In short, Pek et al.’s article lacks any scientifically valid criticism of our method that is based on a simple mathematical necessity. If you conduct studies with 50% power, you can expect only 50% significant results, not 100% (Brunner & Schimmack, 2020; Sterling et al., 1959).

Despite the lack of any valid arguments, Pek et al conclude “results from such tests for QRPs cannot be definitive and remain, at best, exploratory,” which is then quoted verbatim by Giner-Sorolla to discredit our method.

The attempt by (some) social psychologist to deflect criticism from their discipline to maintain a picture of integrity is comical and few people may care because most of the results by social psychologists are harmless and void of real-world significance. However, every year thousands of students are eager to find out about social behaviors and pay for courses to learn what scientists have found out about social behavior. Universities and faculty are not interested in telling them the truth that decades have been wasted on bogus research. My students are often hear the first time from me about replication problems and how they can protect themselves from bad research. They are shocked to learn that only 25% of results can be replicated and welcome a statistical tool that can tell them whether results are honestly reported or not. Pek et al. have nothing to offer as an alternative and they are not interested in an alternative. Their game is to discredit researchers who reveal shady practices. I know how I feel about academics who engage in questionable criticism of methods that can reveal questionable practices, but I don’t think I have to spell it out for you.
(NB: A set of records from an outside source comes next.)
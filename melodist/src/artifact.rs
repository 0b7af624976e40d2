//! A trained model and its vocabulary, saved and loaded as one unit.
//!
//! An artifact is a directory:
//! - `manifest.json` holds the format version, the [ModelConfig] and the
//!   ordered token table of the vocabulary.
//! - `weights.safetensors` holds every parameter, keyed by layer path such
//!   as `encoder.0.self_attn.w_q.weight` or `head.weight`.
//!
//! Saving writes a sibling staging directory and renames it into place, so a
//! reader never sees a manifest without its weights.

use std::fs;
use std::path::{Path, PathBuf};

use dfdx::prelude::*;
use melodist_core::error::VocabularyError;
use melodist_core::vocab::Vocabulary;
use memmap2::MmapOptions;
use safetensors::SafeTensors;
use serde::{Deserialize, Serialize};
use tracing::{info, warn};

use crate::config::ModelConfig;
use crate::error::{MelodyError, Result};
use crate::nn::transformer::MelodyModel;

pub const MANIFEST_FILE: &str = "manifest.json";
pub const WEIGHTS_FILE: &str = "weights.safetensors";
pub const FORMAT_VERSION: u32 = 1;

/// Parameters whose first dimension is the vocabulary size.
const VOCAB_SIZED: [&str; 3] = ["src_embedding.weight", "tgt_embedding.weight", "head.weight"];

#[derive(Clone, Debug, PartialEq, Serialize, Deserialize)]
pub struct Manifest {
    pub format_version: u32,
    pub model: ModelConfig,
    pub vocabulary: Vocabulary,
}

impl Manifest {
    pub fn read(dir: &Path) -> Result<Self> {
        let path = dir.join(MANIFEST_FILE);
        let text = fs::read_to_string(&path)
            .map_err(|e| MelodyError::resource(&path, format!("cannot read manifest: {e}")))?;
        let manifest: Self = serde_json::from_str(&text)
            .map_err(|e| MelodyError::resource(&path, format!("malformed manifest: {e}")))?;
        if manifest.format_version != FORMAT_VERSION {
            return Err(MelodyError::resource(
                &path,
                format!(
                    "format version {} is not supported (expected {FORMAT_VERSION})",
                    manifest.format_version
                ),
            ));
        }
        Ok(manifest)
    }
}

/// A model together with the vocabulary its indices refer to.
#[derive(Debug)]
pub struct ModelArtifact<D: Device<f32>> {
    pub model: MelodyModel<D>,
    pub vocabulary: Vocabulary,
}

impl<D: Device<f32>> ModelArtifact<D> {
    /// Pairs a model with a vocabulary, rejecting pairs that disagree on size.
    pub fn new(model: MelodyModel<D>, vocabulary: Vocabulary) -> Result<Self> {
        vocabulary.check_size(model.config().vocab_size)?;
        Ok(Self { model, vocabulary })
    }

    /// Writes the artifact to `dir`, replacing whatever was there.
    ///
    /// The old artifact is moved aside, not deleted, until the new one is in
    /// place. On failure `dir` holds either the old artifact or the new one.
    pub fn save(&self, dir: impl AsRef<Path>) -> Result<()> {
        let dir = dir.as_ref();
        let staging = sibling_dir(dir, "staging")?;
        if staging.exists() {
            fs::remove_dir_all(&staging)?;
        }
        fs::create_dir_all(&staging)?;

        if let Err(e) = self.write_into(&staging) {
            let _ = fs::remove_dir_all(&staging);
            return Err(e);
        }
        swap_into_place(&staging, dir)?;
        info!(
            path = %dir.display(),
            vocab_size = self.model.config().vocab_size,
            "saved model artifact"
        );
        Ok(())
    }

    fn write_into(&self, dir: &Path) -> Result<()> {
        let manifest = Manifest {
            format_version: FORMAT_VERSION,
            model: *self.model.config(),
            vocabulary: self.vocabulary.clone(),
        };
        fs::write(dir.join(MANIFEST_FILE), serde_json::to_string_pretty(&manifest)?)?;
        let weights = dir.join(WEIGHTS_FILE);
        self.model
            .network()
            .save_safetensors(&weights)
            .map_err(|e| MelodyError::resource(&weights, format!("cannot write weights: {e:?}")))
    }

    /// Loads the model and the vocabulary stored with it.
    pub fn load(dir: impl AsRef<Path>, dev: &D) -> Result<Self> {
        let dir = dir.as_ref();
        let manifest = Manifest::read(dir)?;
        let model = load_model(dir, dev, manifest.model)?;
        Self::new(model, manifest.vocabulary)
    }

    /// Loads the model but pairs it with `vocabulary`, a vocabulary rebuilt
    /// from the training corpus. It must map every index to the same token as
    /// the stored table, otherwise the model's indices would be misread.
    pub fn load_with_vocabulary(
        dir: impl AsRef<Path>,
        dev: &D,
        vocabulary: Vocabulary,
    ) -> Result<Self> {
        let dir = dir.as_ref();
        let manifest = Manifest::read(dir)?;
        manifest.vocabulary.check_table(&vocabulary)?;
        let model = load_model(dir, dev, manifest.model)?;
        Self::new(model, vocabulary)
    }
}

/// The hidden sibling `.<name>.<suffix>` of `dir`.
fn sibling_dir(dir: &Path, suffix: &str) -> Result<PathBuf> {
    let name = dir
        .file_name()
        .ok_or_else(|| MelodyError::resource(dir, "artifact path has no directory name"))?;
    let mut sibling = std::ffi::OsString::from(".");
    sibling.push(name);
    sibling.push(".");
    sibling.push(suffix);
    Ok(dir.with_file_name(sibling))
}

/// Renames `staging` to `dir`. An existing `dir` is renamed to a backup
/// first and restored if the second rename fails.
fn swap_into_place(staging: &Path, dir: &Path) -> Result<()> {
    if !dir.exists() {
        return Ok(fs::rename(staging, dir)?);
    }
    let backup = sibling_dir(dir, "previous")?;
    if backup.exists() {
        fs::remove_dir_all(&backup)?;
    }
    fs::rename(dir, &backup)?;
    if let Err(e) = fs::rename(staging, dir) {
        if let Err(restore) = fs::rename(&backup, dir) {
            warn!(
                backup = %backup.display(),
                error = %restore,
                "cannot restore the previous artifact"
            );
        }
        return Err(e.into());
    }
    if let Err(e) = fs::remove_dir_all(&backup) {
        warn!(backup = %backup.display(), error = %e, "cannot remove the previous artifact");
    }
    Ok(())
}

/// Checks the stored shapes against `config` before anything is loaded.
fn check_stored_shapes(path: &Path, config: &ModelConfig) -> Result<()> {
    let unreadable = |e: String| MelodyError::resource(path, format!("cannot read weights: {e}"));
    let f = fs::File::open(path).map_err(|e| unreadable(e.to_string()))?;
    let buffer = unsafe { MmapOptions::new().map(&f) }.map_err(|e| unreadable(e.to_string()))?;
    let tensors = SafeTensors::deserialize(&buffer).map_err(|e| unreadable(format!("{e:?}")))?;
    for name in VOCAB_SIZED {
        let view = tensors
            .tensor(name)
            .map_err(|e| unreadable(format!("{name}: {e:?}")))?;
        match *view.shape() {
            [rows, cols] if cols == config.d_model => {
                if rows != config.vocab_size {
                    return Err(VocabularyError::SizeMismatch {
                        expected: config.vocab_size,
                        actual: rows,
                    }
                    .into());
                }
            }
            ref shape => {
                return Err(MelodyError::resource(
                    path,
                    format!(
                        "{name} has shape {shape:?}, expected ({}, {})",
                        config.vocab_size, config.d_model
                    ),
                ))
            }
        }
    }
    Ok(())
}

fn load_model<D: Device<f32>>(dir: &Path, dev: &D, config: ModelConfig) -> Result<MelodyModel<D>> {
    let weights = dir.join(WEIGHTS_FILE);
    check_stored_shapes(&weights, &config)?;
    let mut model = MelodyModel::build(dev, config)?;
    model
        .network_mut()
        .load_safetensors(&weights)
        .map_err(|e| MelodyError::resource(&weights, format!("cannot load weights: {e:?}")))?;
    info!(path = %dir.display(), vocab_size = config.vocab_size, "loaded model artifact");
    Ok(model)
}
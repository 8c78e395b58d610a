//! Configuration types for presence calculation.
//!
//! This module contains the strongly-typed configuration structures that
//! are deserialized from YAML configuration files.

use rust_decimal::Decimal;
use serde::{Deserialize, Serialize};

use crate::error::{EngineError, EngineResult};

/// Metadata about the residency rule.
#[derive(Debug, Clone, PartialEq, Eq, Serialize, Deserialize)]
pub struct RuleMetadata {
    /// Short code identifying the rule (e.g., "PRESENCE_1095").
    pub code: String,
    /// The human-readable name of the rule.
    pub name: String,
    /// The version or effective date of the rule.
    pub version: String,
    /// URL to the official rule documentation.
    pub source_url: String,
}

/// The numeric constants that drive every presence calculation.
///
/// These are configuration, not magic numbers: calculators take a
/// `&ThresholdConfig` and never hardcode them.
///
/// # Example
///
/// ```
/// use residency_engine::config::ThresholdConfig;
/// use rust_decimal::Decimal;
///
/// let thresholds = ThresholdConfig::default();
/// assert_eq!(thresholds.threshold_days, 1095);
/// assert_eq!(thresholds.max_partial_credit_days, 365);
/// assert_eq!(thresholds.partial_credit_rate, Decimal::new(5, 1));
/// assert_eq!(thresholds.lookback_years, 5);
/// ```
#[derive(Debug, Clone, PartialEq, Eq, Serialize, Deserialize)]
pub struct ThresholdConfig {
    /// Days of presence required.
    pub threshold_days: i64,
    /// Cap on credit earned from partial-countable periods.
    pub max_partial_credit_days: i64,
    /// Rate at which partial-countable days accrue (e.g., 0.5).
    pub partial_credit_rate: Decimal,
    /// Length of the rolling window ending at the reference date.
    pub lookback_years: u32,
}

impl Default for ThresholdConfig {
    fn default() -> Self {
        Self {
            threshold_days: 1095,
            max_partial_credit_days: 365,
            partial_credit_rate: Decimal::new(5, 1),
            lookback_years: 5,
        }
    }
}

impl ThresholdConfig {
    /// Checks that every constant is within its permitted range.
    pub fn validate(&self) -> EngineResult<()> {
        if self.threshold_days <= 0 {
            return Err(EngineError::InvalidConfig {
                field: "threshold_days".to_string(),
                message: format!("must be positive, got {}", self.threshold_days),
            });
        }
        if self.max_partial_credit_days < 0 {
            return Err(EngineError::InvalidConfig {
                field: "max_partial_credit_days".to_string(),
                message: format!("must not be negative, got {}", self.max_partial_credit_days),
            });
        }
        if self.partial_credit_rate < Decimal::ZERO || self.partial_credit_rate > Decimal::ONE {
            return Err(EngineError::InvalidConfig {
                field: "partial_credit_rate".to_string(),
                message: format!("must be between 0 and 1, got {}", self.partial_credit_rate),
            });
        }
        if self.lookback_years == 0 {
            return Err(EngineError::InvalidConfig {
                field: "lookback_years".to_string(),
                message: "must be at least 1".to_string(),
            });
        }
        Ok(())
    }
}

/// The complete rule configuration loaded from YAML files.
#[derive(Debug, Clone)]
pub struct RuleConfig {
    /// Rule metadata.
    metadata: RuleMetadata,
    /// Calculation constants.
    thresholds: ThresholdConfig,
}

impl RuleConfig {
    /// Creates a new RuleConfig from its component parts.
    pub fn new(metadata: RuleMetadata, thresholds: ThresholdConfig) -> Self {
        Self {
            metadata,
            thresholds,
        }
    }

    /// Returns the rule metadata.
    pub fn rule(&self) -> &RuleMetadata {
        &self.metadata
    }

    /// Returns the calculation constants.
    pub fn thresholds(&self) -> &ThresholdConfig {
        &self.thresholds
    }
}

#[cfg(test)]
mod tests {
    use super::*;

    #[test]
    fn test_default_thresholds_are_valid() {
        assert!(ThresholdConfig::default().validate().is_ok());
    }

    #[test]
    fn test_zero_threshold_rejected() {
        let thresholds = ThresholdConfig {
            threshold_days: 0,
            ..ThresholdConfig::default()
        };
        match thresholds.validate() {
            Err(EngineError::InvalidConfig { field, .. }) => assert_eq!(field, "threshold_days"),
            other => panic!("Expected InvalidConfig, got {:?}", other),
        }
    }

    #[test]
    fn test_rate_above_one_rejected() {
        let thresholds = ThresholdConfig {
            partial_credit_rate: Decimal::new(15, 1),
            ..ThresholdConfig::default()
        };
        match thresholds.validate() {
            Err(EngineError::InvalidConfig { field, .. }) => {
                assert_eq!(field, "partial_credit_rate")
            }
            other => panic!("Expected InvalidConfig, got {:?}", other),
        }
    }

    #[test]
    fn test_negative_cap_rejected() {
        let thresholds = ThresholdConfig {
            max_partial_credit_days: -1,
            ..ThresholdConfig::default()
        };
        assert!(thresholds.validate().is_err());
    }

    #[test]
    fn test_zero_lookback_rejected() {
        let thresholds = ThresholdConfig {
            lookback_years: 0,
            ..ThresholdConfig::default()
        };
        assert!(thresholds.validate().is_err());
    }

    #[test]
    fn test_thresholds_deserialize_rate_from_string() {
        let yaml = r#"
threshold_days: 1095
max_partial_credit_days: 365
partial_credit_rate: "0.5"
lookback_years: 5
"#;
        let thresholds: ThresholdConfig = serde_yaml::from_str(yaml).unwrap();
        assert_eq!(thresholds, ThresholdConfig::default());
    }
}
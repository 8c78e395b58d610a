//! Calendar date ranges and ISO date parsing.
//!
//! Profile records carry dates as `YYYY-MM-DD` strings. This module turns them
//! into validated [`DateRange`] and [`DatePeriod`] values, reporting the
//! offending field path when a value is malformed.

use chrono::NaiveDate;
use serde::{Deserialize, Serialize};

use crate::error::{EngineError, EngineResult};

const ISO_DATE_FORMAT: &str = "%Y-%m-%d";

/// Parses a strict `YYYY-MM-DD` calendar date.
///
/// `field` names the value in error messages (e.g. `absences[0].from`).
///
/// # Example
///
/// ```
/// use residency_engine::models::parse_iso_date;
/// use chrono::NaiveDate;
///
/// let date = parse_iso_date("2024-06-01", "from").unwrap();
/// assert_eq!(date, NaiveDate::from_ymd_opt(2024, 6, 1).unwrap());
///
/// assert!(parse_iso_date("2024-6-1", "from").is_err());
/// assert!(parse_iso_date("2024-02-30", "from").is_err());
/// ```
pub fn parse_iso_date(value: &str, field: &str) -> EngineResult<NaiveDate> {
    // chrono accepts unpadded and signed components; the wire format does not.
    let well_formed = value.len() == 10
        && value.char_indices().all(|(i, c)| match i {
            4 | 7 => c == '-',
            _ => c.is_ascii_digit(),
        });

    if !well_formed {
        return Err(EngineError::validation(
            field,
            format!("'{}' is not a YYYY-MM-DD date", value),
        ));
    }

    NaiveDate::parse_from_str(value, ISO_DATE_FORMAT).map_err(|e| {
        EngineError::validation(field, format!("'{}' is not a valid date: {}", value, e))
    })
}

/// An inclusive range of calendar days with `from <= to`.
///
/// # Example
///
/// ```
/// use residency_engine::models::DateRange;
/// use chrono::NaiveDate;
///
/// let range = DateRange::new(
///     NaiveDate::from_ymd_opt(2024, 6, 1).unwrap(),
///     NaiveDate::from_ymd_opt(2024, 6, 10).unwrap(),
/// )
/// .unwrap();
/// assert_eq!(range.inclusive_days(), 10);
/// ```
#[derive(Debug, Clone, Copy, PartialEq, Eq, Hash, Serialize, Deserialize)]
#[serde(try_from = "RangeBounds")]
pub struct DateRange {
    /// First day of the range (inclusive).
    pub from: NaiveDate,
    /// Last day of the range (inclusive).
    pub to: NaiveDate,
}

/// Unchecked wire form of a [`DateRange`].
#[derive(Deserialize)]
struct RangeBounds {
    from: NaiveDate,
    to: NaiveDate,
}

impl TryFrom<RangeBounds> for DateRange {
    type Error = String;

    fn try_from(bounds: RangeBounds) -> Result<Self, Self::Error> {
        DateRange::new(bounds.from, bounds.to).ok_or_else(|| {
            format!(
                "range ends ({}) before it starts ({})",
                bounds.to, bounds.from
            )
        })
    }
}

impl DateRange {
    /// Creates a range, returning `None` when `from > to`.
    pub fn new(from: NaiveDate, to: NaiveDate) -> Option<Self> {
        (from <= to).then_some(Self { from, to })
    }

    /// Parses both endpoints and checks ordering.
    ///
    /// `field` is the path prefix used in error messages; `.from` and `.to`
    /// are appended for the individual endpoints.
    pub fn parse(from: &str, to: &str, field: &str) -> EngineResult<Self> {
        let from_date = parse_iso_date(from, &format!("{}.from", field))?;
        let to_date = parse_iso_date(to, &format!("{}.to", field))?;

        Self::new(from_date, to_date).ok_or_else(|| {
            EngineError::validation(
                field,
                format!("range ends ({}) before it starts ({})", to_date, from_date),
            )
        })
    }

    /// Number of calendar days in the range, counting both endpoints.
    pub fn inclusive_days(&self) -> i64 {
        (self.to - self.from).num_days() + 1
    }

    /// Returns true if the two ranges share at least one day.
    pub fn overlaps(&self, other: &DateRange) -> bool {
        self.from <= other.to && other.from <= self.to
    }

    /// Returns the shared part of two ranges, if any.
    pub fn intersection(&self, other: &DateRange) -> Option<DateRange> {
        DateRange::new(self.from.max(other.from), self.to.min(other.to))
    }
}

/// A status period whose end may still be open.
///
/// An open period (`to == None`) runs through whatever reference date the
/// calculation is made for; [`DatePeriod::resolve`] closes it.
#[derive(Debug, Clone, Copy, PartialEq, Eq, Serialize, Deserialize)]
pub struct DatePeriod {
    /// First day of the period (inclusive).
    pub from: NaiveDate,
    /// Last day of the period (inclusive), or `None` if ongoing.
    pub to: Option<NaiveDate>,
}

impl DatePeriod {
    /// Closes an open period at `reference_date` and returns the resulting
    /// range, or `None` if the period starts after it ends.
    pub fn resolve(&self, reference_date: NaiveDate) -> Option<DateRange> {
        DateRange::new(self.from, self.to.unwrap_or(reference_date))
    }
}
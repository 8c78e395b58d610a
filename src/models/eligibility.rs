//! Calculation outputs.
//!
//! [`EligibilitySnapshot`] describes a qualifying-status holder;
//! [`ProjectionResult`] is the "what if you obtained it today" estimate for
//! everyone else. Both are computed fresh on every call and owned by the
//! caller.

use chrono::NaiveDate;
use serde::{Deserialize, Serialize};

/// Eligibility snapshot for a person who holds (or held) the qualifying
/// status.
///
/// `total_eligible_days` is not clamped to the threshold, so callers can show
/// how far past it a person is.
#[derive(Debug, Clone, PartialEq, Eq, Serialize, Deserialize)]
pub struct EligibilitySnapshot {
    /// The date the snapshot was computed for.
    pub reference_date: NaiveDate,
    /// First day of the qualifying status.
    pub qualifying_since: NaiveDate,
    /// Start of the rolling window: the later of `qualifying_since` and the
    /// lookback horizon.
    pub window_start: NaiveDate,
    /// Days in the window under the qualifying status, before absences.
    pub days_under_qualifying_status: i64,
    /// Capped partial credit from pre-qualifying periods, net of absences.
    pub partial_credit: i64,
    /// Absence days inside the window.
    pub total_absence_days: i64,
    /// `days_under_qualifying_status + partial_credit - total_absence_days`.
    pub total_eligible_days: i64,
    /// Days still needed to reach the threshold, floored at zero.
    pub days_remaining: i64,
    /// Earliest date the threshold is met if no further absences occur.
    pub earliest_eligibility_date: NaiveDate,
    /// True when `days_remaining` is zero.
    pub is_eligible: bool,
}

/// Projection for a person who does not hold the qualifying status.
#[derive(Debug, Clone, PartialEq, Eq, Serialize, Deserialize)]
pub struct ProjectionResult {
    /// The date the projection was computed for.
    pub reference_date: NaiveDate,
    /// Start of the lookback window partial periods were clamped to.
    pub window_start: NaiveDate,
    /// Days held under partial-countable statuses inside the window.
    pub gross_days: i64,
    /// Absence days that fell within those periods.
    pub absence_days_deducted: i64,
    /// `gross_days - absence_days_deducted`, floored at zero.
    pub total_countable_days: i64,
    /// Capped partial credit if the qualifying status were obtained today.
    pub projected_credit: i64,
    /// Full-rate days still needed after the projected credit.
    pub days_needed_as_qualifying_holder: i64,
    /// `reference_date + days_needed_as_qualifying_holder`.
    pub projected_earliest_date: NaiveDate,
}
In conclusion, I am not an unbiased observer. I can only tell you what Pek et al. told their readers: “our method works well in a broad range of simulations” (Bruner & Schimmack, 2021; Bartos & Schimmack, 2022). Their objection is that results based on simulated data differ from results with actual data in mysterious ways that make real data produce 90% significant results without the use of questionable practices to get significance. It is a free world and you are allowed to believe what you want to believe. Unfortunately, these believes also have real world consequences for the world we live in. So, check your sources wisely. If you just read bullshit, you will believe bullshit.